▸ Task instructions
Please transcribe exactly, and only, the lines of the data below between the line holding "if let Some(status)" and the line holding "let wait = next_retry", inclusive.

(Collected data)
○ ○ ○ ○

impl WorkerPool {
    pub fn new(worker: Arc<Worker>, size: usize) -> Self {
        Self {
            worker,
            size: size.max(1),
        }
    }

    /// Process jobs until none is queued, backing off or in flight. Claims
    /// that outlive the worker lease are recovered while the pool waits.
    pub async fn run_until_idle(&self) -> Result<PoolReport> {
        let mut tasks = JoinSet::new();
        for index in 0..self.size {
            let worker = self.worker.clone();
            tasks.spawn(async move { drain(worker, index).await });
        }

        let mut report = PoolReport::default();
        while let Some(joined) = tasks.join_next().await {
            let part = joined.map_err(|e| DialecticError::Worker(format!("worker task failed: {e}")))??;
            report.steps += part.steps;
            report.failed += part.failed;
        }
        info!(steps = report.steps, failed = report.failed, "worker pool idle");
        Ok(report)
    }
}

async fn drain(worker: Arc<Worker>, index: usize) -> Result<PoolReport> {
    let mut report = PoolReport::default();
    loop {
        if let Some(status) = worker.run_next().await? {
            report.steps += 1;
            if status.is_failure() {
                report.failed += 1;
            }
            continue;
        }

        let (idle, next_retry) = worker.store.read(|t| (t.is_idle(), t.next_retry_at()))?;
        if idle {
            debug!(worker = index, "no work left");
            return Ok(report);
        }
        if worker.recover_stale(worker.settings.claim_lease)? > 0 {
            continue;
        }
        let wait = next_retry
            .and_then(|at| (at - Utc::now()).to_std().ok())
            .map_or(POLL_INTERVAL, |d| d.min(POLL_INTERVAL));
        sleep(wait).await;
    }
}

#[cfg(test)]
pub(crate) mod tests {
    use super::*;
    use std::collections::VecDeque;
    use std::sync::Mutex;

    use async_trait::async_trait;

    use crate::artifact::MemoryStorage;
    use crate::model::{FinishReason, ModelCallError, ModelRequest, ModelResponse};
    use crate::planner::{GenerationRequest, JobPlanner};
    use crate::recipe::RecipeBook;
    use crate::session::{Project, Session, SessionStatus};
    use crate::state_machine::JobType;

    /// Replays scripted answers, then falls back to the stub.
    #[derive(Default)]
    pub(crate) struct ScriptedModel {
        pub(crate) script: Mutex<VecDeque<std::result::Result<ModelResponse, ModelCallError>>>,
        pub(crate) requests: Mutex<Vec<ModelRequest>>,
    }

    impl ScriptedModel {
        pub(crate) fn push(&self, answer: std::result::Result<ModelResponse, ModelCallError>) {
            self.script.lock().unwrap().push_back(answer);
        }
    }

    pub(crate) fn answer(content: &str, finish_reason: FinishReason) -> ModelResponse {
        ModelResponse {
            content: content.into(),
            finish_reason,
            input_tokens: 10,
            output_tokens: 20,
            processing_time_ms: 5,
            raw_provider_response: serde_json::json!({"id": "scripted"}),
        }
    }

    #[async_trait]
    impl ModelCaller for ScriptedModel {
        async fn call_model(
            &self,
            request: &ModelRequest,
            auth_token: &str,
        ) -> std::result::Result<ModelResponse, ModelCallError> {
            self.requests.lock().unwrap().push(request.clone());
            let next = self.script.lock().unwrap().pop_front();
            match next {
                Some(answer) => answer,
                None => StubModel.call_model(request, auth_token).await,
            }
        }
    }

    pub(crate) struct Harness {
        pub(crate) worker: Arc<Worker>,
        pub(crate) store: Arc<Store>,
        pub(crate) storage: Arc<MemoryStorage>,
        pub(crate) model: Arc<ScriptedModel>,
        pub(crate) planner: JobPlanner,
        pub(crate) session_id: Uuid,
        pub(crate) project_id: Uuid,
    }

    impl Harness {
        pub(crate) fn new(max_retries: u32) -> Self {
            Self::with_lease(max_retries, WorkerSettings::default().claim_lease)
        }

        pub(crate) fn with_lease(max_retries: u32, claim_lease: Duration) -> Self {
            let store = Arc::new(Store::in_memory());
            let storage = Arc::new(MemoryStorage::new());
            let files = Arc::new(FileManager::new(
                storage.clone(),
                store.clone(),
                "artifacts",
                Duration::from_secs(5),
            ));
            let recipes: Arc<dyn RecipeRepository> = Arc::new(RecipeBook::builtin().unwrap());
            let catalog = Arc::new(ModelCatalog::default());
            let model = Arc::new(ScriptedModel::default());
            let settings = WorkerSettings {
                retry: RetryConfig {
                    max_retries,
                    base_delay_ms: 0,
                },
                claim_lease,
                ..WorkerSettings::default()
            };
            let worker = Arc::new(Worker::new(
                store.clone(),
                files,
                recipes.clone(),
                catalog.clone(),
                model.clone(),
                settings,
            ));

            let project = Project::new("user-1", "demo", "A tool that plans dinner parties");
            let session = Session::new(project.id, vec!["claude-sonnet".into()]);
            let (project_id, session_id) = (project.id, session.id);
            store
                .transaction(|tx| {
                    tx.insert_project(project);
                    tx.insert_session(session);
                    Ok(())
                })
                .unwrap();

            Self {
                planner: JobPlanner::new(store.clone(), recipes, catalog, max_retries),
                worker,
                store,
                storage,
                model,
                session_id,
                project_id,
            }
        }

        pub(crate) fn request(&self, stage: &str) -> GenerationRequest {
            GenerationRequest {
                project_id: self.project_id,
                session_id: self.session_id,
                stage_slug: stage.into(),
                iteration_number: 1,
                selected_model_ids: vec!["claude-sonnet".into()],
                wallet_id: "wallet-1".into(),
                auth_token: "jwt".into(),
                continue_until_complete: Some(true),
                max_retries: None,
                is_test_job: None,
            }
        }

        pub(crate) fn job(&self, id: Uuid) -> Job {
            self.store.read(|t| t.job(id).cloned()).unwrap().unwrap()
        }

        pub(crate) fn session_status(&self) -> SessionStatus {
            self.store
                .read(|t| t.session(self.session_id).map(|s| s.status))
                .unwrap()
                .unwrap()
        }
    }

    #[tokio::test]
    async fn handle_job_is_idempotent_for_finished_jobs() {
        let h = Harness::new(3);
        let root = h.planner.plan(&h.request("thesis")).unwrap().job_ids[0];

        assert_eq!(
            h.worker.handle_job(root).await.unwrap(),
            Some(JobStatus::WaitingForChildren)
        );
        assert_eq!(h.worker.handle_job(root).await.unwrap(), None);
        assert_eq!(h.job(root).attempt_count, 1);
    }

    #[tokio::test]
    async fn system_failures_back_off_then_exhaust() {
        let h = Harness::new(2);
        let root = h.planner.plan(&h.request("thesis")).unwrap().job_ids[0];
        h.worker.handle_job(root).await.unwrap();
        let header = h
            .store
            .read(|t| {
                t.children(root)
                    .into_iter()
                    .find(|j| j.status == JobStatus::Pending)
                    .map(|j| j.id)
            })
            .unwrap()
            .unwrap();

        h.model.push(Err(ModelCallError::retryable("overloaded")));
        h.model.push(Err(ModelCallError::retryable("overloaded")));

        assert_eq!(h.worker.handle_job(header).await.unwrap(), Some(JobStatus::Retrying));
        let job = h.job(header);
        assert_eq!(job.attempt_count, 1);
        assert!(job.retry_at.is_some());
        assert_eq!(job.error_details.as_ref().unwrap().code, "MODEL_ERROR");

        assert_eq!(
            h.worker.handle_job(header).await.unwrap(),
            Some(JobStatus::RetryLoopFailed)
        );
        let job = h.job(header);
        assert_eq!(job.attempt_count, 2);

        // Waiting siblings fail with it, and so does the root.
        let statuses: Vec<JobStatus> = h
            .store
            .read(|t| t.children(root).into_iter().map(|j| j.status).collect())
            .unwrap();
        assert!(statuses.iter().all(|s| s.is_failure()));
        assert_eq!(h.job(root).status, JobStatus::Failed);
        assert_eq!(h.session_status(), SessionStatus::Running(crate::session::Stage::Thesis));
    }

    #[tokio::test]
    async fn rejected_model_call_is_not_retried() {
        let h = Harness::new(3);
        let root = h.planner.plan(&h.request("thesis")).unwrap().job_ids[0];
        h.worker.handle_job(root).await.unwrap();
        h.model.push(Err(ModelCallError::fatal("invalid request")));

        let status = h.worker.run_next().await.unwrap();
        assert_eq!(status, Some(JobStatus::Failed));
        let failed = h
            .store
            .read(|t| {
                t.children(root)
                    .into_iter()
                    .find(|j| j.attempt_count == 1)
                    .cloned()
            })
            .unwrap()
            .unwrap();
        let details = failed.error_details.unwrap();
        assert_eq!(details.code, "MODEL_REJECTED");
        assert!(!details.retryable);
    }

    #[tokio::test]
    async fn invalid_payload_fails_without_retry() {
        let h = Harness::new(3);
        let root = h.planner.plan(&h.request("thesis")).unwrap().job_ids[0];
        h.store
            .transaction(|tx| {
                let job = tx.job_mut(root)?;
                job.job_type = JobType::Execute;
                Ok(())
            })
            .unwrap();

        assert_eq!(h.worker.handle_job(root).await.unwrap(), Some(JobStatus::Failed));
        assert_eq!(h.job(root).error_details.unwrap().code, "INVALID_PAYLOAD");
    }

    #[tokio::test]
    async fn pool_runs_a_stage_to_completion() {
        let h = Harness::new(3);
        h.planner.plan(&h.request("thesis")).unwrap();

        let report = WorkerPool::new(h.worker.clone(), 3).run_until_idle().await.unwrap();
        assert_eq!(report.failed, 0);
        assert_eq!(h.session_status(), SessionStatus::Pending(crate::session::Stage::Antithesis));
        assert!(h.store.read(|t| t.is_idle()).unwrap());
    }

    #[tokio::test]
    async fn abandoned_claim_is_retried_as_system_failure() {
        let h = Harness::new(3);
        let root = h.planner.plan(&h.request("thesis")).unwrap().job_ids[0];
        let claimed = h.worker.claim_next().unwrap().unwrap();
        assert_eq!(claimed.id, root);

        // A fresh claim is inside its lease.
        assert_eq!(h.worker.recover_stale(Duration::from_secs(600)).unwrap(), 0);
        assert_eq!(h.job(root).status, JobStatus::Processing);

        assert_eq!(h.worker.recover_stale(Duration::ZERO).unwrap(), 1);
        let job = h.job(root);
        assert_eq!(job.status, JobStatus::Retrying);
        assert_eq!(job.attempt_count, 1);
        let details = job.error_details.unwrap();
        assert_eq!(details.code, "WORKER_LOST");
        assert!(details.retryable);

        assert_eq!(h.worker.recover_stale(Duration::ZERO).unwrap(), 0);
        assert_eq!(
            h.worker.handle_job(root).await.unwrap(),
            Some(JobStatus::WaitingForChildren)
        );
        assert_eq!(h.job(root).attempt_count, 2);
    }

    #[tokio::test]
    async fn abandoned_claim_on_last_attempt_exhausts() {
        let h = Harness::new(1);
        let root = h.planner.plan(&h.request("thesis")).unwrap().job_ids[0];
        h.worker.claim_next().unwrap().unwrap();

        assert_eq!(h.worker.recover_stale(Duration::ZERO).unwrap(), 1);
        assert_eq!(h.job(root).status, JobStatus::RetryLoopFailed);
        assert!(h.store.read(|t| t.is_idle()).unwrap());
    }

    #[tokio::test]
    async fn pool_recovers_claims_left_by_a_lost_worker() {
        let h = Harness::with_lease(3, Duration::ZERO);
        let root = h.planner.plan(&h.request("thesis")).unwrap().job_ids[0];
        h.worker.claim_next().unwrap().unwrap();

        let pool = WorkerPool::new(h.worker.clone(), 1);
        let report = tokio::time::timeout(Duration::from_secs(10), pool.run_until_idle())
            .await
            .expect("pool stalled on an abandoned claim")
            .unwrap();
        assert_eq!(report.failed, 0);
        assert_eq!(h.job(root).status, JobStatus::Completed);
        assert_eq!(h.job(root).attempt_count, 2);
        assert_eq!(h.session_status(), SessionStatus::Pending(crate::session::Stage::Antithesis));
    }
}
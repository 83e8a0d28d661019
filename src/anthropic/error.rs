//! Tipos de erro para o cliente da API Anthropic.
//!
//! Define [`AnthropicError`] com variantes para rate limiting, erros da API
//! e erros de rede, e a classificação entre falhas transitórias e definitivas
//! usada pela política de retentativa dos jobs.

use thiserror::Error;

use crate::model::ModelCallError;

/// Erros que podem ocorrer ao interagir com a API da Anthropic.
#[derive(Debug, Error)]
pub enum AnthropicError {
    /// O servidor retornou HTTP 429 (rate limit).
    /// O campo `retry_after_ms` indica quantos milissegundos esperar antes de retentar.
    #[error("rate limited, retry after {retry_after_ms}ms")]
    RateLimited { retry_after_ms: u64 },

    /// Erro retornado pela API (ex.: 401 chave inválida, 500 erro interno).
    #[error("API error (status {status}): {message}")]
    ApiError { status: u16, message: String },

    /// Falha de rede subjacente (DNS, conexão recusada, timeout).
    #[error("network error: {0}")]
    NetworkError(#[from] reqwest::Error),
}

impl AnthropicError {
    /// Rate limit, 408, 5xx (incluindo 529 "overloaded") e falhas de rede são transitórios.
    pub fn is_retryable(&self) -> bool {
        match self {
            AnthropicError::RateLimited { .. } | AnthropicError::NetworkError(_) => true,
            AnthropicError::ApiError { status, .. } => *status == 408 || *status >= 500,
        }
    }
}

impl From<AnthropicError> for ModelCallError {
    fn from(err: AnthropicError) -> Self {
        ModelCallError {
            retryable: err.is_retryable(),
            message: err.to_string(),
        }
    }
}
//! Transactional job store.
//!
//! All rows live in one [`Tables`] value behind a mutex. A transaction runs
//! against a copy and replaces the live tables only when the closure returns
//! `Ok`, so every write it made commits together or not at all. When the
//! store is backed by a file, the committed tables are written out before the
//! lock is released. Notifications queued during the transaction go to the
//! store's [`Notifier`] once the lock is released.

pub mod tables;

use std::path::{Path, PathBuf};
use std::sync::{Arc, Mutex, MutexGuard};

use tracing::debug;

use crate::error::{DialecticError, Result};
use crate::notify::Notifier;

pub use tables::Tables;

#[derive(Debug)]
pub struct Store {
    tables: Mutex<Tables>,
    snapshot_path: Option<PathBuf>,
    notifier: Option<Arc<dyn Notifier>>,
}

impl Store {
    pub fn in_memory() -> Self {
        Self {
            tables: Mutex::new(Tables::default()),
            snapshot_path: None,
            notifier: None,
        }
    }

    /// Open a store persisted as a JSON snapshot at `path`, creating it on first commit.
    pub fn open(path: impl AsRef<Path>) -> Result<Self> {
        let path = path.as_ref();
        let tables = if path.exists() {
            let contents = std::fs::read_to_string(path)?;
            serde_json::from_str::<Tables>(&contents)?
        } else {
            Tables::default()
        };
        debug!(path = %path.display(), jobs = tables.jobs.len(), "opened job store");
        Ok(Self {
            tables: Mutex::new(tables),
            snapshot_path: Some(path.to_path_buf()),
            notifier: None,
        })
    }

    pub fn with_notifier(mut self, notifier: Arc<dyn Notifier>) -> Self {
        self.notifier = Some(notifier);
        self
    }

    fn lock(&self) -> Result<MutexGuard<'_, Tables>> {
        self.tables
            .lock()
            .map_err(|_| DialecticError::Store("job store lock poisoned".into()))
    }

    /// Run `f` as one all-or-nothing transaction.
    pub fn transaction<T>(&self, f: impl FnOnce(&mut Tables) -> Result<T>) -> Result<T> {
        let mut live = self.lock()?;
        let mut working = live.clone();
        let out = f(&mut working)?;
        let outbox = std::mem::take(&mut working.outbox);
        if let Some(path) = &self.snapshot_path {
            write_snapshot(path, &working)?;
        }
        *live = working;
        drop(live);

        if let Some(notifier) = &self.notifier {
            for notification in &outbox {
                notifier.notify(notification);
            }
        }
        Ok(out)
    }

    /// Read a consistent view of the tables.
    pub fn read<T>(&self, f: impl FnOnce(&Tables) -> T) -> Result<T> {
        let live = self.lock()?;
        Ok(f(&live))
    }
}

fn write_snapshot(path: &Path, tables: &Tables) -> Result<()> {
    if let Some(parent) = path.parent()
        && !parent.as_os_str().is_empty()
    {
        std::fs::create_dir_all(parent)?;
    }
    let tmp = path.with_extension("json.tmp");
    std::fs::write(&tmp, serde_json::to_vec_pretty(tables)?)?;
    std::fs::rename(&tmp, path)?;
    Ok(())
}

○ ○ ○ ○

▸ Solution to this task
        if let Some(status) = worker.run_next().await? {
            report.steps += 1;
            if status.is_failure() {
                report.failed += 1;
            }
            continue;
        }

        let (idle, next_retry) = worker.store.read(|t| (t.is_idle(), t.next_retry_at()))?;
        if idle {
            debug!(worker = index, "no work left");
            return Ok(report);
        }
        if worker.recover_stale(worker.settings.claim_lease)? > 0 {
            continue;
        }
        let wait = next_retry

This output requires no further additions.